China's export performance is marked by large regional disparities which affect trade patterns at the national level. This paper uses data from input-output tables to estimate the comparative advantage of Chinese provinces in the three main economic sectors over the period 1992 to 2007. In contrast to existing studies, we include the services sector in the analysis and construct not only indices of revealed comparative advantage for overall trade, but also bilateral indices for interprovincial trade. The results indicate that West and Central China have a comparative advantage in agriculture/mining, coastal provinces in manufacturing, and metropolitan provinces in services. However, interprovincial trade exhibits a more complex pattern. Regression analysis identifies labor endowments as the key determinant of comparative advantage in total trade, while physical capital is the driving force in domestic trade. Human capital and government spending have a positive effect, whereas industrial loans and taxes, along with provincial trade barriers, impair comparative advantage.

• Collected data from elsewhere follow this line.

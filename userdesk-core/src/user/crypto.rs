//! 密码加密工具

use crate::error::HashError;
use async_trait::async_trait;
use bcrypt::{hash, verify, DEFAULT_COST};

/// 密码哈希与校验
#[async_trait]
pub trait PasswordHasher: Send + Sync {
    async fn hash(&self, password: &str) -> Result<String, HashError>;

    async fn matches(&self, password: &str, hash: &str) -> Result<bool, HashError>;
}

/// bcrypt 实现（在阻塞线程中执行）
#[derive(Debug, Clone, Copy)]
pub struct BcryptHasher {
    cost: u32,
}

impl Default for BcryptHasher {
    fn default() -> Self {
        Self { cost: DEFAULT_COST }
    }
}

impl BcryptHasher {
    pub fn with_cost(cost: u32) -> Self {
        Self { cost }
    }
}

#[async_trait]
impl PasswordHasher for BcryptHasher {
    async fn hash(&self, password: &str) -> Result<String, HashError> {
        let password = password.to_string();
        let cost = self.cost;
        tokio::task::spawn_blocking(move || hash(&password, cost))
            .await
            .map_err(|e| HashError(format!("spawn_blocking failed: {}", e)))?
            .map_err(|e| HashError(format!("bcrypt hash failed: {}", e)))
    }

    async fn matches(&self, password: &str, hash: &str) -> Result<bool, HashError> {
        let password = password.to_string();
        let hash = hash.to_string();
        tokio::task::spawn_blocking(move || verify(&password, &hash))
            .await
            .map_err(|e| HashError(format!("spawn_blocking failed: {}", e)))?
            .map_err(|e| HashError(format!("bcrypt verify failed: {}", e)))
    }
}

This paper examines labor productivity growth in the three main sectors in China in the context of regional convergence by employing a novel methodology and new sectoral data over the period 1978–2006. The results show that all sectors experienced major shifts in productivity but with different patterns. In agriculture and services, the uniform distribution has given way to a bimodal one. The secondary sector exhibits less polarization across regions despite higher mobility. Research and development (R&D) spending, human capital, and infrastructure are found to amplify regional divergence, while physical capital and foreign trade are identified as the key drivers of convergence.
“Extending Fair Classification to Non-binary Attributes”, with Momin M. Malik, Shayak Sen
As algorithmic models are increasingly used for making decisions with social impacts, it becomes important to incorporate principles into their design. We consider two approaches to achieving fairness in classification along a binary protected attribute, and extend both to the multiclass case. We find that both extensions are effective, although both techniques perform better when the protected attribute is binary.
“Survival Analysis for Financial Models”
There are couple of challenges for the application of survival analysis, combined with more advanced techniques on high-dimensional financial data. First, in high dimensional datasets, classic penalty and regularization method of variable selection becomes less efficient and potentially not consistent asymptotically. Also, the time-varying nature of financial market data makes it necessary to discuss the inference of coefficient estimates and predicted results. This paper goes through recent literature, discusses and summaries the inference of survival analysis for large-scale dataset and how to combine machine learning regression technique properly into analysis with time-dependent covariates.